### EXERCISE REQUIREMENTS
Among the records below, which lines contain the string "None"? Report them.

********************

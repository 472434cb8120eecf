//! Box painting: borders, fills, titles, and wrapped body text.
//!
//! All primitives write cells into a [`ScreenBuffer`]; escape-sequence
//! emission happens later from the buffer diff.

use crate::buffer::ScreenBuffer;
use crate::cell::Cell;
use crate::color::{Color, Style};
use crate::error::{CoreError, Result};
use crate::geometry::Rect;
use crate::store::{keys, Entity, Store};

/// Heavy box-drawing corner, top-left.
pub const CORNER_TOP_LEFT: char = '┏';
/// Heavy box-drawing corner, top-right.
pub const CORNER_TOP_RIGHT: char = '┓';
/// Heavy box-drawing corner, bottom-left.
pub const CORNER_BOTTOM_LEFT: char = '┗';
/// Heavy box-drawing corner, bottom-right.
pub const CORNER_BOTTOM_RIGHT: char = '┛';
/// Heavy horizontal border line.
pub const LINE_HORIZONTAL: char = '━';
/// Heavy vertical border line.
pub const LINE_VERTICAL: char = '┃';

/// Draw a border on the rectangle's boundary.
///
/// Rectangles with width or height below 2 draw nothing.
pub fn draw_border(buf: &mut ScreenBuffer, rect: Rect, color: &Color) {
    if rect.is_degenerate() {
        return;
    }
    let style = Style::fg(color.clone());
    let (left, top) = (rect.x1, rect.y1);
    let (right, bottom) = (rect.x2 - 1, rect.y2 - 1);

    buf.set(left, top, Cell::new(CORNER_TOP_LEFT, style.clone()));
    buf.set(right, top, Cell::new(CORNER_TOP_RIGHT, style.clone()));
    buf.set(left, bottom, Cell::new(CORNER_BOTTOM_LEFT, style.clone()));
    buf.set(right, bottom, Cell::new(CORNER_BOTTOM_RIGHT, style.clone()));

    for x in (left + 1)..right {
        buf.set(x, top, Cell::new(LINE_HORIZONTAL, style.clone()));
        buf.set(x, bottom, Cell::new(LINE_HORIZONTAL, style.clone()));
    }
    for y in (top + 1)..bottom {
        buf.set(left, y, Cell::new(LINE_VERTICAL, style.clone()));
        buf.set(right, y, Cell::new(LINE_VERTICAL, style.clone()));
    }
}

/// Paint a box's interior (exclusive of the border) with one glyph.
pub fn draw_fill(buf: &mut ScreenBuffer, rect: Rect, glyph: char, color: &Color) {
    let interior = rect.inset(1);
    let style = Style::fg(color.clone());
    for y in interior.y1..interior.y2 {
        for x in interior.x1..interior.x2 {
            buf.set(x, y, Cell::new(glyph, style.clone()));
        }
    }
}

/// Write the title at interior offset (1, 1), truncated to the interior
/// width.
pub fn draw_title(buf: &mut ScreenBuffer, rect: Rect, text: &str, color: &Color) {
    let interior = rect.inset(1);
    if interior.width() == 0 || interior.height() == 0 {
        return;
    }
    let style = Style::fg(color.clone());
    for (i, ch) in text.chars().take(usize::from(interior.width())).enumerate() {
        buf.set(interior.x1 + i as u16, interior.y1, Cell::new(ch, style.clone()));
    }
}

/// Render body text into the rectangle inset by two cells.
///
/// The text's literal newlines separate lines; each line is hard-wrapped
/// to the interior width and rows past the interior height are
/// discarded.
pub fn draw_body(buf: &mut ScreenBuffer, rect: Rect, text: &str, color: &Color) {
    let area = rect.inset(2);
    let width = area.width();
    let height = area.height();
    if width == 0 || height == 0 {
        return;
    }
    let style = Style::fg(color.clone());

    let mut row = 0u16;
    'lines: for line in text.split('\n') {
        if row >= height {
            break;
        }
        let mut col = 0u16;
        for ch in line.chars() {
            if col == width {
                row += 1;
                col = 0;
                if row >= height {
                    break 'lines;
                }
            }
            buf.set(area.x1 + col, area.y1 + row, Cell::new(ch, style.clone()));
            col += 1;
        }
        row += 1;
    }
}

/// Everything needed to paint one box.
#[derive(Clone, Debug)]
pub struct BoxSkin {
    /// Absolute rectangle.
    pub rect: Rect,
    /// Declared border color.
    pub border_color: Color,
    /// Fill glyph and color, when the box is filled.
    pub fill: Option<(char, Color)>,
    /// Title text.
    pub title: String,
    /// Title color.
    pub title_color: Color,
    /// Current body text.
    pub body: String,
    /// Body text color.
    pub text_color: Color,
}

impl BoxSkin {
    /// Read a box's paintable state out of the store.
    ///
    /// Fails if the box has no resolved absolute rectangle yet.
    pub fn from_store(store: &Store, bx: Entity) -> Result<Self> {
        let rect = store.get_cells(bx, keys::ABS_RECT).ok_or_else(|| {
            CoreError::Geometry("box has no resolved rectangle".into())
        })?;
        let color = |key: &str| store.get_color(bx, key).cloned().unwrap_or_default();
        let fill = if store.get_bool(bx, keys::FILL).unwrap_or(false) {
            Some((
                store.get_char(bx, keys::FILL_CHAR).unwrap_or('█'),
                color(keys::FILL_COLOR),
            ))
        } else {
            None
        };
        Ok(Self {
            rect,
            border_color: color(keys::BORDER_COLOR),
            fill,
            title: store.get_str(bx, keys::TITLE).unwrap_or_default().to_string(),
            title_color: color(keys::TITLE_COLOR),
            body: store.get_str(bx, keys::BODY).unwrap_or_default().to_string(),
            text_color: color(keys::TEXT_COLOR),
        })
    }
}

/// Paint one box: border, interior, title, body.
///
/// The focused box's border takes the focus color instead of its
/// declared one. Unfilled boxes blank their interior so stale body text
/// never survives a redraw.
pub fn draw_box(buf: &mut ScreenBuffer, skin: &BoxSkin, focused: bool, focus_color: &Color) {
    let border_color = if focused {
        focus_color
    } else {
        &skin.border_color
    };
    draw_border(buf, skin.rect, border_color);
    match &skin.fill {
        Some((glyph, color)) => draw_fill(buf, skin.rect, *glyph, color),
        None => draw_fill(buf, skin.rect, ' ', &Color::Default),
    }
    draw_title(buf, skin.rect, &skin.title, &skin.title_color);
    draw_body(buf, skin.rect, &skin.body, &skin.text_color);
}
//! Property-based tests for geometry resolution.
//!
//! Uses proptest to verify resolver invariants with random box trees and
//! terminal sizes.

use proptest::prelude::*;

use tilemux_core::geometry::{PctRect, Rect, Size};
use tilemux_core::resolve::resolve_layout;
use tilemux_core::store::{keys, Entity, Store};

/// Generate a valid percentage rectangle.
fn pct_rect() -> impl Strategy<Value = PctRect> {
    (0u8..100, 0u8..100)
        .prop_flat_map(|(x1, y1)| {
            (
                Just(x1),
                Just(y1),
                (x1 + 1)..=100u8,
                (y1 + 1)..=100u8,
            )
        })
        .prop_map(|(x1, y1, x2, y2)| PctRect { x1, y1, x2, y2 })
}

/// Generate a usable terminal size.
fn terminal_size() -> impl Strategy<Value = Size> {
    (4u16..=300, 4u16..=120).prop_map(|(w, h)| Size::new(w, h))
}

fn add_root(store: &mut Store, layout: Entity) -> Entity {
    let root = store.new_box(layout);
    store.set_prop(root, keys::ID, "root");
    store.set_prop(root, keys::IS_ROOT, true);
    store.set_prop(root, keys::REL_RECT, PctRect::FULL);
    root
}

fn add_child(store: &mut Store, layout: Entity, id: &str, parent: &str, rel: PctRect) -> Entity {
    let bx = store.new_box(layout);
    store.set_prop(bx, keys::ID, id);
    store.set_prop(bx, keys::IS_ROOT, false);
    store.set_prop(bx, keys::PARENT, parent);
    store.set_prop(bx, keys::REL_RECT, rel);
    bx
}

proptest! {
    /// Property: the root's absolute rectangle equals the terminal.
    #[test]
    fn root_absolute_equals_terminal(size in terminal_size()) {
        let mut store = Store::new();
        let layout = store.new_layout();
        let root = add_root(&mut store, layout);

        prop_assert!(resolve_layout(&mut store, layout, size).is_ok());
        prop_assert_eq!(
            store.get_cells(root, keys::ABS_RECT),
            Some(Rect::from_size(size))
        );
    }

    /// Property: every resolved child lies within its parent.
    #[test]
    fn children_contained_in_parent(
        size in terminal_size(),
        rel_child in pct_rect(),
        rel_grandchild in pct_rect(),
    ) {
        let mut store = Store::new();
        let layout = store.new_layout();
        let root = add_root(&mut store, layout);
        let child = add_child(&mut store, layout, "child", "root", rel_child);
        let grandchild = add_child(&mut store, layout, "inner", "child", rel_grandchild);

        prop_assert!(resolve_layout(&mut store, layout, size).is_ok());

        let root_abs = store.get_cells(root, keys::ABS_RECT);
        let child_abs = store.get_cells(child, keys::ABS_RECT);
        let grandchild_abs = store.get_cells(grandchild, keys::ABS_RECT);
        prop_assert!(root_abs.is_some());
        prop_assert!(child_abs.is_some());
        prop_assert!(grandchild_abs.is_some());

        if let (Some(r), Some(c), Some(g)) = (root_abs, child_abs, grandchild_abs) {
            prop_assert!(r.contains(&c));
            prop_assert!(c.contains(&g));
        }
    }

    /// Property: resolving twice yields identical rectangles.
    #[test]
    fn resolution_idempotent(
        size in terminal_size(),
        rel_a in pct_rect(),
        rel_b in pct_rect(),
    ) {
        let mut store = Store::new();
        let layout = store.new_layout();
        add_root(&mut store, layout);
        let a = add_child(&mut store, layout, "a", "root", rel_a);
        let b = add_child(&mut store, layout, "b", "root", rel_b);

        prop_assert!(resolve_layout(&mut store, layout, size).is_ok());
        let first = (
            store.get_cells(a, keys::ABS_RECT),
            store.get_cells(b, keys::ABS_RECT),
        );
        prop_assert!(resolve_layout(&mut store, layout, size).is_ok());
        let second = (
            store.get_cells(a, keys::ABS_RECT),
            store.get_cells(b, keys::ABS_RECT),
        );
        prop_assert_eq!(first, second);
    }

    /// Property: a full-size child fills its parent exactly.
    #[test]
    fn full_child_fills_parent(size in terminal_size(), rel in pct_rect()) {
        let mut store = Store::new();
        let layout = store.new_layout();
        add_root(&mut store, layout);
        let mid = add_child(&mut store, layout, "mid", "root", rel);
        let full = add_child(&mut store, layout, "full", "mid", PctRect::FULL);

        prop_assert!(resolve_layout(&mut store, layout, size).is_ok());
        prop_assert_eq!(
            store.get_cells(full, keys::ABS_RECT),
            store.get_cells(mid, keys::ABS_RECT)
        );
    }
}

********************

### EXERCISE RESULT
            None
        None => draw_fill(buf, skin.rect, ' ', &Color::Default),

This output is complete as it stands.